Stored items:
# # #
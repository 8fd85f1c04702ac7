//! Domain model and wire mapping for `FlowSpace`.
//!
//! Defines the in-process shapes of the three entities (tasks, calendar
//! events, notes), the snake_case JSON row shapes exchanged with the
//! backend, and the pure mapping functions between them.

pub mod event;
pub mod map;
pub mod note;
pub mod row;
pub mod task;

pub use event::{Event, EventDraft, EventId};
pub use note::{Note, NoteDraft, NoteId};
pub use task::{Priority, Task, TaskDraft, TaskId, TaskPatch, TaskStatus};
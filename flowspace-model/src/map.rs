//! Pure mapping between wire rows and domain shapes.
//!
//! All functions here are total and side-effect free: missing or
//! malformed optional columns fall back to the documented defaults
//! instead of failing, so a row that deserialized at all always maps to
//! a usable domain value. Mapping a row to its domain shape and back
//! preserves every column a fully-populated row carried.

use chrono::{DateTime, NaiveDate, NaiveTime, Utc};

use crate::event::{DEFAULT_EVENT_DURATION, Event, EventDraft, EventId};
use crate::note::{Note, NoteDraft, NoteId};
use crate::row::{EventRow, NewEventRow, NewNoteRow, NewTaskRow, NoteRow, TaskRow, TaskRowPatch};
use crate::task::{Priority, Task, TaskDraft, TaskId, TaskPatch, TaskStatus};

/// Default assignee for tasks created by the current user.
pub const DEFAULT_ASSIGNEE: &str = "You";

/// ISO date format used on the wire (`YYYY-MM-DD`).
const DATE_FORMAT: &str = "%Y-%m-%d";

/// Second-precision time format used on the wire (`HH:MM:SS`).
const TIME_FORMAT: &str = "%H:%M:%S";

// ---------------------------------------------------------------------------
// Wire-string parsing helpers
// ---------------------------------------------------------------------------

/// Parses an ISO date string, falling back to the epoch date (1970-01-01)
/// when malformed or empty.
#[must_use]
pub fn parse_date(s: &str) -> NaiveDate {
    NaiveDate::parse_from_str(s, DATE_FORMAT).unwrap_or_default()
}

/// Parses a time-of-day string, accepting `HH:MM:SS` or `HH:MM`.
///
/// Falls back to midnight when malformed or empty. This is the
/// normalization step for user-entered event times: `"09:00"` and
/// `"09:00:00"` both map to the same [`NaiveTime`].
#[must_use]
pub fn normalize_time(s: &str) -> NaiveTime {
    NaiveTime::parse_from_str(s, TIME_FORMAT)
        .or_else(|_| NaiveTime::parse_from_str(s, "%H:%M"))
        .unwrap_or_default()
}

/// Formats a date for the wire.
#[must_use]
pub fn format_date(date: NaiveDate) -> String {
    date.format(DATE_FORMAT).to_string()
}

/// Formats a time-of-day for the wire, always second-precision.
#[must_use]
pub fn format_time(time: NaiveTime) -> String {
    time.format(TIME_FORMAT).to_string()
}

/// Parses an RFC 3339 timestamp, falling back to the Unix epoch.
fn parse_timestamp(s: &str) -> DateTime<Utc> {
    DateTime::parse_from_rfc3339(s)
        .map(|dt| dt.with_timezone(&Utc))
        .unwrap_or_default()
}

// ---------------------------------------------------------------------------
// Row -> domain
// ---------------------------------------------------------------------------

/// Maps a task row to its domain shape, applying defaults for missing
/// optional columns: priority medium, status todo, empty description and
/// tags, assignee [`DEFAULT_ASSIGNEE`].
#[must_use]
pub fn task_from_row(row: TaskRow) -> Task {
    Task {
        id: TaskId::from_raw(row.id),
        title: row.title,
        description: row.description.unwrap_or_default(),
        priority: row
            .priority
            .as_deref()
            .and_then(Priority::from_wire)
            .unwrap_or_default(),
        status: row
            .status
            .as_deref()
            .and_then(TaskStatus::from_wire)
            .unwrap_or_default(),
        due_date: parse_date(&row.due_date),
        assignee: row
            .assignee
            .unwrap_or_else(|| DEFAULT_ASSIGNEE.to_string()),
        tags: row.tags.unwrap_or_default(),
        completed: row.completed.unwrap_or(false),
        ai_suggestion: row.ai_suggestion,
    }
}

/// Maps an event row to its domain shape, defaulting the duration to
/// [`DEFAULT_EVENT_DURATION`].
#[must_use]
pub fn event_from_row(row: EventRow) -> Event {
    Event {
        id: EventId::from_raw(row.id),
        title: row.title,
        description: row.description,
        date: parse_date(&row.date),
        time: normalize_time(&row.time),
        duration: row
            .duration
            .unwrap_or_else(|| DEFAULT_EVENT_DURATION.to_string()),
    }
}

/// Maps a note row to its domain shape, defaulting tags to empty.
#[must_use]
pub fn note_from_row(row: NoteRow) -> Note {
    Note {
        id: NoteId::from_raw(row.id),
        title: row.title,
        content: row.content,
        tags: row.tags.unwrap_or_default(),
        created_at: parse_timestamp(&row.created_at),
    }
}

// ---------------------------------------------------------------------------
// Domain -> row
// ---------------------------------------------------------------------------

/// Maps a task back to its row shape for the given owner.
#[must_use]
pub fn task_to_row(task: &Task, user_id: &str) -> TaskRow {
    TaskRow {
        id: task.id.as_str().to_string(),
        user_id: user_id.to_string(),
        title: task.title.clone(),
        description: Some(task.description.clone()),
        priority: Some(task.priority.as_wire().to_string()),
        status: Some(task.status.as_wire().to_string()),
        due_date: format_date(task.due_date),
        assignee: Some(task.assignee.clone()),
        tags: Some(task.tags.clone()),
        completed: Some(task.completed),
        ai_suggestion: task.ai_suggestion.clone(),
    }
}

/// Maps an event back to its row shape for the given owner.
#[must_use]
pub fn event_to_row(event: &Event, user_id: &str) -> EventRow {
    EventRow {
        id: event.id.as_str().to_string(),
        user_id: user_id.to_string(),
        title: event.title.clone(),
        description: event.description.clone(),
        date: format_date(event.date),
        time: format_time(event.time),
        duration: Some(event.duration.clone()),
    }
}

/// Maps a note back to its row shape for the given owner.
#[must_use]
pub fn note_to_row(note: &Note, user_id: &str) -> NoteRow {
    NoteRow {
        id: note.id.as_str().to_string(),
        user_id: user_id.to_string(),
        title: note.title.clone(),
        content: note.content.clone(),
        tags: Some(note.tags.clone()),
        created_at: note.created_at.to_rfc3339(),
    }
}

// ---------------------------------------------------------------------------
// Draft -> insert payload
// ---------------------------------------------------------------------------

/// Builds a task insert payload from a draft.
///
/// Defaults: due date `today`, priority medium, status todo, completed
/// false, empty tags and description, assignee [`DEFAULT_ASSIGNEE`].
#[must_use]
pub fn new_task_row(draft: TaskDraft, user_id: &str, today: NaiveDate) -> NewTaskRow {
    NewTaskRow {
        user_id: user_id.to_string(),
        title: draft.title.unwrap_or_default(),
        description: draft.description.unwrap_or_default(),
        priority: draft.priority.unwrap_or_default().as_wire().to_string(),
        status: TaskStatus::Todo.as_wire().to_string(),
        due_date: format_date(draft.due_date.unwrap_or(today)),
        assignee: DEFAULT_ASSIGNEE.to_string(),
        tags: draft.tags.unwrap_or_default(),
        completed: false,
        ai_suggestion: None,
    }
}

/// Builds an event insert payload from a draft, normalizing the time to
/// second precision and defaulting the duration.
#[must_use]
pub fn new_event_row(draft: EventDraft, user_id: &str) -> NewEventRow {
    NewEventRow {
        user_id: user_id.to_string(),
        title: draft.title,
        description: draft.description,
        date: format_date(draft.date),
        time: format_time(normalize_time(&draft.time)),
        duration: draft
            .duration
            .unwrap_or_else(|| DEFAULT_EVENT_DURATION.to_string()),
    }
}

/// Builds a note insert payload from a draft; missing fields become empty.
#[must_use]
pub fn new_note_row(draft: NoteDraft, user_id: &str) -> NewNoteRow {
    NewNoteRow {
        user_id: user_id.to_string(),
        title: draft.title.unwrap_or_default(),
        content: draft.content.unwrap_or_default(),
        tags: draft.tags.unwrap_or_default(),
    }
}

// ---------------------------------------------------------------------------
// Patches
// ---------------------------------------------------------------------------

/// Converts a domain task patch to its wire shape.
#[must_use]
pub fn task_patch_to_row(patch: &TaskPatch) -> TaskRowPatch {
    TaskRowPatch {
        title: patch.title.clone(),
        description: patch.description.clone(),
        priority: patch.priority.map(|p| p.as_wire().to_string()),
        status: patch.status.map(|s| s.as_wire().to_string()),
        due_date: patch.due_date.map(format_date),
        assignee: patch.assignee.clone(),
        tags: patch.tags.clone(),
        completed: patch.completed,
        ai_suggestion: patch.ai_suggestion.clone(),
    }
}

/// Merges a patch into a task in place; fields absent from the patch
/// keep their prior values.
pub fn apply_task_patch(task: &mut Task, patch: &TaskPatch) {
    if let Some(title) = &patch.title {
        task.title.clone_from(title);
    }
    if let Some(description) = &patch.description {
        task.description.clone_from(description);
    }
    if let Some(priority) = patch.priority {
        task.priority = priority;
    }
    if let Some(status) = patch.status {
        task.status = status;
    }
    if let Some(due_date) = patch.due_date {
        task.due_date = due_date;
    }
    if let Some(assignee) = &patch.assignee {
        task.assignee.clone_from(assignee);
    }
    if let Some(tags) = &patch.tags {
        task.tags.clone_from(tags);
    }
    if let Some(completed) = patch.completed {
        task.completed = completed;
    }
    if let Some(suggestion) = &patch.ai_suggestion {
        task.ai_suggestion = Some(suggestion.clone());
    }
}

/// Merges a wire patch into a stored task row in place. Used by the
/// backend to apply partial updates column by column.
pub fn apply_row_patch(row: &mut TaskRow, patch: &TaskRowPatch) {
    if let Some(title) = &patch.title {
        row.title.clone_from(title);
    }
    if let Some(description) = &patch.description {
        row.description = Some(description.clone());
    }
    if let Some(priority) = &patch.priority {
        row.priority = Some(priority.clone());
    }
    if let Some(status) = &patch.status {
        row.status = Some(status.clone());
    }
    if let Some(due_date) = &patch.due_date {
        row.due_date.clone_from(due_date);
    }
    if let Some(assignee) = &patch.assignee {
        row.assignee = Some(assignee.clone());
    }
    if let Some(tags) = &patch.tags {
        row.tags = Some(tags.clone());
    }
    if let Some(completed) = patch.completed {
        row.completed = Some(completed);
    }
    if let Some(suggestion) = &patch.ai_suggestion {
        row.ai_suggestion = Some(suggestion.clone());
    }
}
# # #
Activity
Filter the records above down to the lines containing "TaskRowPatch".

Solution to this exercise
use crate::row::{EventRow, NewEventRow, NewNoteRow, NewTaskRow, NoteRow, TaskRow, TaskRowPatch};
pub fn task_patch_to_row(patch: &TaskPatch) -> TaskRowPatch {
    TaskRowPatch {
pub fn apply_row_patch(row: &mut TaskRow, patch: &TaskRowPatch) {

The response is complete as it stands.